# What is this World Coming to?



## wingshooter1002 (Jun 2, 2007)

these PETA folk and animal rights activists are getting out of hand you all. i just noticed how much a few minutes ago. i was watching "How to Eat Fried Worms" with the kiddo and at the end of the movie, they had to say "no worms were harmed in making this movie"! what the heck? worms for crying out loud. and they had to do that or else they would have had a lawsuit on their hands from these PETA whack jobs. i belong to the NAFC and there were some of these nuts that got on there and started protesting fishing. wow. this is gonna be a sad world when we arent allowed to fish anymore.


----------



## Jim (Jun 2, 2007)

Those people need to go. Every time I hear a story about them I get more ticked off! :evil:


----------



## Captain Ahab (Jun 2, 2007)

So how do you eat fried worms?


----------



## dampeoples (Jun 2, 2007)

It's not PETA, it's the LAWYERS!!!!

ESPECIALLY the FORMER LAWYERS!!! They're worse than mailmen.


----------



## Captain Ahab (Jun 2, 2007)

dampeoples said:


> It's not PETA, it's the LAWYERS!!!!
> 
> ESPECIALLY the FORMER LAWYERS!!! They're worse than mailmen.

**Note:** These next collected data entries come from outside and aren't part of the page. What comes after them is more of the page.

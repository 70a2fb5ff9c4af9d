//! CSV format handling for payment records and boleto output
//!
//! This module centralizes all CSV format concerns, providing:
//! - CsvRecord structure for deserialization
//! - Conversion from CSV records to domain types
//! - Boleto output serialization
//!
//! All functions are pure (no I/O) for easy testing.

use crate::types::{Amount, Bank, Boleto, PaymentRecord};
use chrono::NaiveDate;
use rust_decimal::Decimal;
use serde::Deserialize;
use std::io::Write;
use std::str::FromStr;

const DATE_FORMAT: &str = "%Y-%m-%d";

/// CSV record structure for deserialization
///
/// Matches the input CSV format with columns:
/// `id,bank,agency,account,account_dv,agreement,portfolio,sequence,due_date,issue_date,amount,ios`.
/// Everything but `id` and `bank` is optional since each bank needs a
/// different subset; an empty cell means the field is absent.
#[derive(Debug, Deserialize, Clone, PartialEq, Default)]
pub struct CsvRecord {
    pub id: String,
    pub bank: String,
    pub agency: Option<String>,
    pub account: Option<String>,
    pub account_dv: Option<String>,
    pub agreement: Option<String>,
    pub portfolio: Option<String>,
    pub sequence: Option<String>,
    pub due_date: Option<String>,
    pub issue_date: Option<String>,
    pub amount: Option<String>,
    pub ios: Option<String>,
}

/// A payment record tagged with the caller's row identifier
#[derive(Debug, Clone, PartialEq)]
pub struct InputRecord {
    pub id: String,
    pub record: PaymentRecord,
}

/// A generated boleto tagged with the row identifier it came from
#[derive(Debug, Clone, PartialEq)]
pub struct OutputRecord {
    pub id: String,
    pub boleto: Boleto,
}

/// Trimmed cell contents, `None` when the cell is empty
fn present(cell: &Option<String>) -> Option<&str> {
    cell.as_deref().map(str::trim).filter(|s| !s.is_empty())
}

fn parse_date(id: &str, field: &str, value: &str) -> Result<NaiveDate, String> {
    NaiveDate::parse_from_str(value, DATE_FORMAT)
        .map_err(|_| format!("Invalid {} '{}' for record {}", field, value, id))
}

/// Convert a CsvRecord to a PaymentRecord
///
/// This function:
/// - Parses the bank key into a Bank
/// - Parses dates (`YYYY-MM-DD`), the sequence and the IOS digit
/// - Parses the amount in reais into exact centavos
///
/// Field widths and per-bank requirements are not checked here; the bank
/// strategies report those when the record is encoded.
///
/// # Returns
///
/// Result containing either:
/// - Ok(InputRecord) - Successfully converted record
/// - Err(String) - Error message describing the conversion failure
pub fn convert_csv_record(csv_record: CsvRecord) -> Result<InputRecord, String> {
    let id = csv_record.id.trim().to_string();

    let bank = Bank::from_str(csv_record.bank.trim())
        .map_err(|e| format!("{} for record {}", e, id))?;

    let mut builder = PaymentRecord::builder(bank);

    if let Some(agency) = present(&csv_record.agency) {
        builder = builder.agency(agency);
    }
    if let Some(account) = present(&csv_record.account) {
        builder = builder.account(account);
    }
    if let Some(digit) = present(&csv_record.account_dv) {
        builder = builder.account_check_digit(digit);
    }
    if let Some(agreement) = present(&csv_record.agreement) {
        builder = builder.agreement(agreement);
    }
    if let Some(portfolio) = present(&csv_record.portfolio) {
        builder = builder.portfolio(portfolio);
    }

    if let Some(sequence) = present(&csv_record.sequence) {
        let sequence = sequence
            .parse::<u64>()
            .map_err(|_| format!("Invalid sequence '{}' for record {}", sequence, id))?;
        builder = builder.sequence(sequence);
    }

    if let Some(due_date) = present(&csv_record.due_date) {
        builder = builder.due_date(parse_date(&id, "due_date", due_date)?);
    }
    if let Some(issue_date) = present(&csv_record.issue_date) {
        builder = builder.issue_date(parse_date(&id, "issue_date", issue_date)?);
    }

    if let Some(amount_str) = present(&csv_record.amount) {
        let decimal = Decimal::from_str(amount_str)
            .map_err(|_| format!("Invalid amount '{}' for record {}", amount_str, id))?;
        let amount =
            Amount::from_decimal(decimal).map_err(|e| format!("{} for record {}", e, id))?;
        builder = builder.amount(amount);
    }

    if let Some(ios) = present(&csv_record.ios) {
        let ios = ios
            .parse::<u8>()
            .map_err(|_| format!("Invalid ios '{}' for record {}", ios, id))?;
        builder = builder.ios(ios);
    }

    Ok(InputRecord {
        id,
        record: builder.build(),
    })
}

/// Write generated boletos to CSV format
///
/// Writes boletos in CSV format with columns:
/// `id,bank,control_number,barcode,digitable_line`, in the order given.
///
/// # Returns
///
/// * `Ok(())` if writing succeeded
/// * `Err(String)` if a write error occurred
pub fn write_boletos_csv(boletos: &[OutputRecord], output: &mut dyn Write) -> Result<(), String> {
    use csv::Writer;

    let mut writer = Writer::from_writer(output);

    writer
        .write_record(["id", "bank", "control_number", "barcode", "digitable_line"])
        .map_err(|e| format!("Failed to write CSV header: {}", e))?;

    for row in boletos {
        writer
            .write_record([
                row.id.as_str(),
                row.boleto.bank.key(),
                row.boleto.control_number.as_str(),
                row.boleto.barcode.as_str(),
                row.boleto.digitable_line.as_str(),
            ])
            .map_err(|e| format!("Failed to write boleto record: {}", e))?;
    }

    writer
        .flush()
        .map_err(|e| format!("Failed to flush output: {}", e))?;

    Ok(())
}

#[cfg(test)]
mod tests {
    use super::*;
    use crate::core::generate;
    use rstest::rstest;

    fn bancoob_row() -> CsvRecord {
        CsvRecord {
            id: "a1".to_string(),
            bank: "bancoob".to_string(),
            agency: Some("3087".to_string()),
            account: Some("4593".to_string()),
            agreement: Some("56235".to_string()),
            portfolio: Some("1".to_string()),
            sequence: Some("2".to_string()),
            due_date: Some("2013-05-14".to_string()),
            amount: Some("1.00".to_string()),
            ..CsvRecord::default()
        }
    }

    #[test]
    fn test_convert_csv_record_valid() {
        let converted = convert_csv_record(bancoob_row()).unwrap();
        let record = converted.record;

        assert_eq!(converted.id, "a1");
        assert_eq!(record.bank(), Bank::Bancoob);
        assert_eq!(record.agency(), Some("3087"));
        assert_eq!(record.agreement(), Some("56235"));
        assert_eq!(record.sequence(), Some(2));
        assert_eq!(record.due_date(), NaiveDate::from_ymd_opt(2013, 5, 14));
        assert_eq!(record.issue_date(), None);
        assert_eq!(record.amount(), Some(Amount::from_cents(100)));
        assert_eq!(record.ios(), None);
    }

    #[test]
    fn test_convert_csv_record_treats_blank_cells_as_absent() {
        let row = CsvRecord {
            account_dv: Some("   ".to_string()),
            issue_date: Some(String::new()),
            ..bancoob_row()
        };
        let record = convert_csv_record(row).unwrap().record;
        assert_eq!(record.account_check_digit(), None);
        assert_eq!(record.issue_date(), None);
    }

    #[rstest]
    #[case::hyphenated_key("hsbc-cnr", Bank::HsbcCnr)]
    #[case::upper_case("SANTANDER", Bank::Santander)]
    #[case::padded("  caixa ", Bank::Caixa)]
    fn test_convert_csv_record_bank_keys(#[case] key: &str, #[case] expected: Bank) {
        let row = CsvRecord {
            bank: key.to_string(),
            ..bancoob_row()
        };
        assert_eq!(convert_csv_record(row).unwrap().record.bank(), expected);
    }

    #[rstest]
    #[case::unknown_bank(CsvRecord { bank: "itau".to_string(), ..bancoob_row() }, "Unknown bank")]
    #[case::bad_sequence(CsvRecord { sequence: Some("12a".to_string()), ..bancoob_row() }, "Invalid sequence")]
    #[case::negative_sequence(CsvRecord { sequence: Some("-1".to_string()), ..bancoob_row() }, "Invalid sequence")]
    #[case::bad_due_date(CsvRecord { due_date: Some("14/05/2013".to_string()), ..bancoob_row() }, "Invalid due_date")]
    #[case::bad_issue_date(CsvRecord { issue_date: Some("2013-02-30".to_string()), ..bancoob_row() }, "Invalid issue_date")]
    #[case::bad_amount(CsvRecord { amount: Some("one".to_string()), ..bancoob_row() }, "Invalid amount")]
    #[case::negative_amount(CsvRecord { amount: Some("-1.00".to_string()), ..bancoob_row() }, "negative")]
    #[case::sub_cent_amount(CsvRecord { amount: Some("1.005".to_string()), ..bancoob_row() }, "two decimal places")]
    #[case::overflowing_amount(CsvRecord { amount: Some("79228162514264337593543950335".to_string()), ..bancoob_row() }, "too large")]
    #[case::bad_ios(CsvRecord { ios: Some("x".to_string()), ..bancoob_row() }, "Invalid ios")]
    fn test_convert_csv_record_errors(#[case] row: CsvRecord, #[case] expected_error: &str) {
        let result = convert_csv_record(row);
        assert!(result.is_err());
        let error = result.unwrap_err();
        assert!(error.contains(expected_error), "unexpected error: {}", error);
        assert!(error.contains("a1"));
    }

    #[test]
    fn test_write_boletos_csv() {
        let input = convert_csv_record(bancoob_row()).unwrap();
        let rows = vec![OutputRecord {
            id: input.id,
            boleto: generate(&input.record).unwrap(),
        }];

        let mut output = Vec::new();
        write_boletos_csv(&rows, &mut output).unwrap();

        let output_str = String::from_utf8(output).unwrap();
        let lines: Vec<&str> = output_str.lines().collect();
        assert_eq!(lines[0], "id,bank,control_number,barcode,digitable_line");
        assert_eq!(
            lines[1],
            "a1,bancoob,00000028,75691569800000001001308702005623500000028901,\
             75691.30870 02005.623505 00000.289017 1 56980000000100"
        );
    }

    #[test]
    fn test_write_boletos_csv_empty() {
        let mut output = Vec::new();
        write_boletos_csv(&[], &mut output).unwrap();
        assert_eq!(
            String::from_utf8(output).unwrap(),
            "id,bank,control_number,barcode,digitable_line\n"
        );
    }
}
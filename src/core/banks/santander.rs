//! Santander (033)
//!
//! Control number: sequence (12), a space, then the mod-11 digit of the
//! sequence. Remainders 0 and 1 give 0, remainder 10 gives 1.
//!
//! Free field: constant `9`, beneficiary code (7), control number digits (13),
//! IOS (1, insurance companies only, 0 otherwise), portfolio (3).

use super::Fields;
use crate::core::checksum::{mod11, SANTANDER};
use crate::core::traits::BankStrategy;
use crate::types::{Bank, BoletoError, ControlNumber, FreeField, PaymentRecord};

const FIXED: &str = "9";

#[derive(Debug, Clone, Copy)]
pub struct Santander;

impl BankStrategy for Santander {
    fn bank(&self) -> Bank {
        Bank::Santander
    }

    fn control_number(&self, record: &PaymentRecord) -> Result<ControlNumber, BoletoError> {
        let sequence = Fields::new(record).sequence()?;
        let digit = mod11(&sequence, 9).digit(&SANTANDER);
        Ok(ControlNumber::new(format!("{} {}", sequence, digit)))
    }

    fn free_field(&self, record: &PaymentRecord) -> Result<FreeField, BoletoError> {
        let fields = Fields::new(record);
        let value = format!(
            "{}{}{}{}{}",
            FIXED,
            fields.account()?,
            self.control_number(record)?.digits(),
            fields.digit_or_zero("ios", record.ios())?,
            fields.portfolio_padded(3)?
        );
        FreeField::new(self.bank(), value)
    }

    /// `agency / account`; Santander slips never show the account digit
    fn beneficiary_code(&self, record: &PaymentRecord) -> Result<String, BoletoError> {
        let fields = Fields::new(record);
        Ok(format!("{} / {}", fields.raw_agency()?, fields.raw_account()?))
    }
}
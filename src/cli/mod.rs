// CLI module
// Command-line interface and argument parsing

mod args;

pub use args::{CliArgs, StrategyType};

use clap::Parser;

/// Parse command-line arguments using clap
///
/// On invalid arguments or `--help` clap prints the message and exits the
/// process.
pub fn parse_args() -> CliArgs {
    CliArgs::parse()
}
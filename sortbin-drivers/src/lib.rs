//! Hardware driver implementations
//!
//! This crate provides concrete implementations of the capability traits
//! defined in sortbin-core:
//!
//! - HC-SR04 ultrasonic ranging (distance sampler)
//! - Hobby servo over PWM (lid actuator)
//! - HD44780 16x2 LCD behind a PCF8574 I2C backpack (panel)
//! - SIM800-style SMS modem over a UART (alert transport)
//!
//! Drivers are generic over `embedded-hal` 1.0 pin/bus traits plus the
//! core clock, so they run against any board HAL and against mocks.

#![no_std]
#![deny(unsafe_code)]

pub mod hcsr04;
pub mod lcd1602;
pub mod servo;
pub mod sim800;
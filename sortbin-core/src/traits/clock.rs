//! Monotonic time and blocking delays
//!
//! The loop's poll period is an elapsed-time comparison and all of its
//! waits (lid dwell, withdrawal wait, reset settle, message hold) are
//! blocking holds, so both directions go through this one trait. Drivers
//! use the microsecond half for trigger pulses and bus settle times.

/// Trait for the time source the loop and drivers run against
pub trait Clock {
    /// Milliseconds since an arbitrary boot-time epoch
    fn now_ms(&self) -> u64;

    /// Microseconds since the same epoch
    fn now_us(&self) -> u64;

    /// Block for the given number of milliseconds
    fn delay_ms(&mut self, ms: u32);

    /// Block for the given number of microseconds
    fn delay_us(&mut self, us: u32);
}
//! Full-bin notification
//!
//! Two distinct outputs per full-episode:
//!
//! - the external alert fires at most once, gated by the `alert_sent`
//!   latch (cleared only on reset), so the message channel is never
//!   spammed;
//! - the visible warning re-emits every cycle a hand is detected over a
//!   full bin's slot, as a reminder to whoever is standing there.

use crate::bins::{Bin, BinStates};
use crate::messages;
use crate::traits::{AlertTransport, Clock, Panel, PanelExt};

/// Flash the panel with the full-bin warning
///
/// Blocking hold for `flash_ms`: warning text with the backlight dark
/// for the first half, lit for the second.
pub fn flash_warning<P, C>(panel: &mut P, clock: &mut C, bin: Bin, flash_ms: u32)
where
    P: Panel,
    C: Clock,
{
    let (top, bottom) = messages::full_lines(bin);
    let _ = panel.show(top, bottom);
    let _ = panel.set_backlight(false);
    clock.delay_ms(flash_ms / 2);
    let _ = panel.set_backlight(true);
    clock.delay_ms(flash_ms - flash_ms / 2);
}

/// Run the one-shot alert for a bin if it is due
///
/// Due means full with no alert sent this episode. Emits the visible
/// warning, sends exactly one external message, and sets the latch.
/// The send result is not inspected: the channel has no acknowledgment
/// path, so a failed send is indistinguishable from success and is not
/// retried. Returns true if the alert fired.
pub fn maybe_alert<P, T, C>(
    bins: &mut BinStates,
    bin: Bin,
    panel: &mut P,
    transport: &mut T,
    clock: &mut C,
    flash_ms: u32,
) -> bool
where
    P: Panel,
    T: AlertTransport,
    C: Clock,
{
    if !bins.alert_pending(bin) {
        return false;
    }

    flash_warning(panel, clock, bin, flash_ms);
    let _ = transport.send_alert(messages::alert_text(bin));
    bins.mark_alert_sent(bin);
    true
}
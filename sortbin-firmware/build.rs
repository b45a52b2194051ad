//! Build script for sortbin-firmware
//!
//! Sets up linker search paths for memory.x

use std::env;
use std::fs::File;
use std::io::Write;
use std::path::PathBuf;

fn main() {
    let out_dir = PathBuf::from(env::var("OUT_DIR").unwrap());

    // Copy memory.x to the output directory
    let memory_x = include_bytes!("memory.x");
    let mut f = File::create(out_dir.join("memory.x")).unwrap();
    f.write_all(memory_x).unwrap();

    // Tell rustc where to find memory.x
    println!("cargo:rustc-link-search={}", out_dir.display());

    // Re-run if memory.x changes
    println!("cargo:rerun-if-changed=memory.x");
    println!("cargo:rerun-if-changed=build.rs");
}
//! External alert transport abstraction
//!
//! A store-and-forward text message over a command-style serial channel.
//! The channel has no acknowledgment path, so the loop treats sends as
//! fire-and-forget: the returned error is the seam where a transport
//! with delivery confirmation would report, and the one-shot alert gate
//! does not retry on failure.

/// Errors that can occur sending an alert
#[derive(Debug, Clone, Copy, PartialEq, Eq)]
#[cfg_attr(feature = "defmt", derive(defmt::Format))]
pub enum TransportError {
    /// Serial write failed or the channel refused data
    Serial,
    /// Message exceeds what the transport can frame
    MessageTooLong,
}

/// Trait for the external notification channel
pub trait AlertTransport {
    /// Send a short text alert to the configured destination
    fn send_alert(&mut self, text: &str) -> Result<(), TransportError>;
}
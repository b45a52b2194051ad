//! Fill tracking
//!
//! Converts fill-sensor distances into the sticky per-bin `full` latch.
//! The latch is one-way: a hand passing near a fill sensor must not
//! flap the bin between full and not-full, so once a bin is judged full
//! it stays full until a human resets the unit.

use crate::bins::{Bin, BinStates};
use crate::distance::SlotReadings;

/// One-way fullness latch fed by sampled distances
#[derive(Debug, Clone)]
#[cfg_attr(feature = "defmt", derive(defmt::Format))]
pub struct FillTracker {
    threshold_cm: f32,
}

impl FillTracker {
    /// Create a tracker with the given fill threshold
    pub fn new(threshold_cm: f32) -> Self {
        Self { threshold_cm }
    }

    /// Latch any bin whose fill reading is valid and strictly below the
    /// threshold
    ///
    /// No-echo readings never latch; nothing is ever cleared here.
    pub fn update(&self, bins: &mut BinStates, readings: &SlotReadings) {
        for bin in Bin::IN_PRIORITY_ORDER {
            if readings.fill(bin).is_within(self.threshold_cm) {
                bins.latch_full(bin);
            }
        }
    }
}
//! Sortbin - Two-Bin Trash Sorter Firmware
//!
//! Main firmware binary for RP2040-based control boards. Wires the
//! ultrasonic bank, lid servo, LCD panel, SMS modem and reset button to
//! the board-agnostic arbitration loop and runs it as a single task.

#![no_std]
#![no_main]

use defmt::*;
use embassy_executor::Spawner;
use embassy_rp::gpio::{Input, Level, Output, Pull};
use embassy_rp::i2c::{self, I2c};
use embassy_rp::pwm::{self, Pwm};
use embassy_rp::uart::{self, Uart};
use fixed::traits::ToFixed;
use {defmt_rtt as _, panic_probe as _};

use sortbin_core::config::SorterConfig;
use sortbin_core::sorter::Sorter;
use sortbin_core::traits::Clock;
use sortbin_drivers::hcsr04::{Hcsr04, SensorBank};
use sortbin_drivers::lcd1602::{Lcd1602, DEFAULT_ADDR};
use sortbin_drivers::servo::{LidAngles, LidServo, ServoConfig};
use sortbin_drivers::sim800::Sim800;

use crate::board::{
    ResetButton, ServoPwm, ALERT_NUMBER, GSM_BAUD, SERVO_PWM_DIVIDER, SERVO_PWM_TOP,
};
use crate::clock::SystemClock;

mod board;
mod clock;
mod tasks;

/// Main entry point
#[embassy_executor::main]
async fn main(spawner: Spawner) {
    info!("Sortbin firmware starting...");

    let p = embassy_rp::init(Default::default());
    info!("Peripherals initialized");

    let clock = SystemClock;

    // Ultrasonic bank: one trigger/echo pair per logical channel
    let fill_plastic = Hcsr04::new(
        Output::new(p.PIN_2, Level::Low),
        Input::new(p.PIN_3, Pull::None),
        clock,
    );
    let fill_paper = Hcsr04::new(
        Output::new(p.PIN_4, Level::Low),
        Input::new(p.PIN_5, Pull::None),
        clock,
    );
    let hand_plastic = Hcsr04::new(
        Output::new(p.PIN_6, Level::Low),
        Input::new(p.PIN_7, Pull::None),
        clock,
    );
    let hand_paper = Hcsr04::new(
        Output::new(p.PIN_10, Level::Low),
        Input::new(p.PIN_11, Pull::None),
        clock,
    );
    let sampler = SensorBank::new(fill_plastic, fill_paper, hand_plastic, hand_paper, clock);
    info!("Ultrasonic bank initialized");

    // Lid servo: 50 Hz frame, one duty step per microsecond of pulse
    let mut pwm_config = pwm::Config::default();
    pwm_config.divider = SERVO_PWM_DIVIDER.to_fixed();
    pwm_config.top = SERVO_PWM_TOP;
    let pwm = Pwm::new_output_a(p.PWM_SLICE0, p.PIN_16, pwm_config.clone());
    let lid = LidServo::new(
        ServoPwm::new(pwm, pwm_config),
        ServoConfig::default(),
        LidAngles::default(),
    );
    info!("Lid servo initialized");

    // Panel: 16x2 LCD behind the I2C backpack
    let lcd_i2c = I2c::new_blocking(p.I2C0, p.PIN_21, p.PIN_20, i2c::Config::default());
    let mut panel = Lcd1602::new(lcd_i2c, DEFAULT_ADDR, clock);
    if panel.init().is_err() {
        warn!("Panel init failed, continuing without local feedback");
    } else {
        info!("Panel initialized");
    }

    // Alert transport: SMS modem on UART1, write-only
    let mut uart_config = uart::Config::default();
    uart_config.baudrate = GSM_BAUD;
    let gsm = Uart::new_blocking(p.UART1, p.PIN_8, p.PIN_9, uart_config);
    let (gsm_tx, _gsm_rx) = gsm.split();
    let transport = Sim800::new(gsm_tx, ALERT_NUMBER, clock);
    info!("Alert transport initialized (destination {})", ALERT_NUMBER);

    let reset_button = ResetButton::new(Input::new(p.PIN_15, Pull::Up));

    // Seed the feedback picker from boot time; variety is all it buys
    let seed = clock.now_us() | 1;

    let sorter = Sorter::new(
        SorterConfig::default(),
        sampler,
        lid,
        panel,
        transport,
        reset_button,
        clock,
        seed,
    );

    spawner.spawn(tasks::arbiter_task(sorter)).unwrap();
    info!("Arbiter running");

    // Main task has nothing else to do - all work happens in the arbiter
    loop {
        embassy_time::Timer::after_secs(60).await;
        trace!("Main loop heartbeat");
    }
}
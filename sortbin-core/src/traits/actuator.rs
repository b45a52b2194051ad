//! Lid actuator abstraction
//!
//! One shared lid serves both bins, so the actuator knows exactly three
//! positions. Commands are instantaneous; dwell timing is the loop's job.

/// Lid positions
///
/// Exactly one position is active at any instant. There are no
/// intermediate positions; the mechanism is commanded, not tracked.
#[derive(Debug, Clone, Copy, PartialEq, Eq)]
#[cfg_attr(feature = "defmt", derive(defmt::Format))]
pub enum LidPosition {
    /// Resting state, both slots covered
    Closed,
    /// Tilted so a drop lands in the plastic bin
    TowardPlastic,
    /// Tilted so a drop lands in the paper bin
    TowardPaper,
}

/// Trait for the shared lid mechanism
///
/// Implementations translate the named position into whatever the
/// mechanism needs (servo pulse width, stepper target, ...).
pub trait LidActuator {
    /// Command the lid to a position
    fn set_position(&mut self, position: LidPosition);
}
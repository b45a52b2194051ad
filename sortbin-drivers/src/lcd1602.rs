//! HD44780 16x2 character LCD behind a PCF8574 I2C backpack
//!
//! The backpack wires the expander's low nibble to RS/RW/EN/backlight
//! and the high nibble to the controller's data lines, so every
//! controller byte goes out as two strobed nibbles. Timing follows the
//! HD44780 datasheet's 4-bit bring-up sequence.

use embedded_hal::i2c::I2c;

use sortbin_core::traits::{Clock, Panel, PanelError, PANEL_COLS, PANEL_ROWS};

/// Factory-default PCF8574 backpack address
pub const DEFAULT_ADDR: u8 = 0x27;

// PCF8574 bit map (common backpack wiring)
const RS: u8 = 0x01;
const EN: u8 = 0x04;
const BACKLIGHT: u8 = 0x08;

// HD44780 commands
const CMD_CLEAR: u8 = 0x01;
const CMD_ENTRY_MODE: u8 = 0x06; // increment cursor, no display shift
const CMD_DISPLAY_ON: u8 = 0x0C; // display on, cursor off, blink off
const CMD_FUNCTION_4BIT_2LINE: u8 = 0x28;
const CMD_SET_DDRAM: u8 = 0x80;

// DDRAM start address per row
const ROW_ADDR: [u8; 2] = [0x00, 0x40];

/// Pad or truncate text to one panel row
///
/// Non-printable bytes become '?'; the controller's ROM would otherwise
/// render them as arbitrary glyphs.
pub fn pad_line(text: &str) -> [u8; PANEL_COLS] {
    let mut row = [b' '; PANEL_COLS];
    for (slot, byte) in row.iter_mut().zip(text.bytes()) {
        *slot = if byte.is_ascii_graphic() || byte == b' ' {
            byte
        } else {
            b'?'
        };
    }
    row
}

/// 16x2 panel driver
pub struct Lcd1602<I2C, C> {
    i2c: I2C,
    clock: C,
    addr: u8,
    backlight: bool,
}

impl<I2C, C> Lcd1602<I2C, C>
where
    I2C: I2c,
    C: Clock,
{
    /// Create the driver; call [`Lcd1602::init`] before writing
    pub fn new(i2c: I2C, addr: u8, clock: C) -> Self {
        Self {
            i2c,
            clock,
            addr,
            backlight: true,
        }
    }

    /// Run the 4-bit bring-up sequence
    pub fn init(&mut self) -> Result<(), PanelError> {
        // Controller needs time after power-on before it accepts commands
        self.clock.delay_ms(50);

        // Three 8-bit function-set knocks, then switch to 4-bit
        self.write_nibble(0x03, false)?;
        self.clock.delay_ms(5);
        self.write_nibble(0x03, false)?;
        self.clock.delay_us(150);
        self.write_nibble(0x03, false)?;
        self.clock.delay_us(150);
        self.write_nibble(0x02, false)?;

        self.command(CMD_FUNCTION_4BIT_2LINE)?;
        self.command(CMD_DISPLAY_ON)?;
        self.command(CMD_CLEAR)?;
        self.clock.delay_ms(2);
        self.command(CMD_ENTRY_MODE)?;
        Ok(())
    }

    fn bus_write(&mut self, byte: u8) -> Result<(), PanelError> {
        let byte = if self.backlight {
            byte | BACKLIGHT
        } else {
            byte
        };
        self.i2c
            .write(self.addr, &[byte])
            .map_err(|_| PanelError::Bus)
    }

    fn write_nibble(&mut self, nibble: u8, is_data: bool) -> Result<(), PanelError> {
        let flags = if is_data { RS } else { 0 };
        let byte = (nibble << 4) | flags;

        // Strobe EN around the nibble
        self.bus_write(byte | EN)?;
        self.clock.delay_us(1);
        self.bus_write(byte)?;
        self.clock.delay_us(50);
        Ok(())
    }

    fn write_byte(&mut self, byte: u8, is_data: bool) -> Result<(), PanelError> {
        self.write_nibble(byte >> 4, is_data)?;
        self.write_nibble(byte & 0x0F, is_data)
    }

    fn command(&mut self, cmd: u8) -> Result<(), PanelError> {
        self.write_byte(cmd, false)
    }
}

impl<I2C, C> Panel for Lcd1602<I2C, C>
where
    I2C: I2c,
    C: Clock,
{
    fn clear(&mut self) -> Result<(), PanelError> {
        self.command(CMD_CLEAR)?;
        // Clear is the one slow command on this controller
        self.clock.delay_ms(2);
        Ok(())
    }

    fn set_backlight(&mut self, on: bool) -> Result<(), PanelError> {
        self.backlight = on;
        // Dummy write so the backlight bit takes effect immediately
        self.bus_write(0)
    }

    fn write_line(&mut self, row: u8, text: &str) -> Result<(), PanelError> {
        if row >= PANEL_ROWS {
            return Err(PanelError::InvalidRow);
        }

        self.command(CMD_SET_DDRAM | ROW_ADDR[row as usize])?;
        for byte in pad_line(text) {
            self.write_byte(byte, true)?;
        }
        Ok(())
    }
}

I heard that is was the private bait companies that make lures so DAMN good that the PEOPLES kill all the fish. The PEOPLES have no CHOICE when using this BAIT COMPANY>
_
Hint, hint_


----------



## Chuck (Jun 4, 2007)

I'm laughing in my baby seal skin speedos while eating my veal parm grinder in my f-150 (17 mpg) as I run over a family of racoons cossing the street....


----------



## JustFishN (Jun 4, 2007)

Chuck said:


> I'm laughing in my baby seal skin speedos while eating my veal parm grinder in my f-150 (17 mpg) as I run over a family of racoons cossing the street....



That was hilarious!!!


----------



## G3 Bassman (Jul 2, 2007)

And I'm just here "killing" time reading this PETA nonsense. :lol:


----------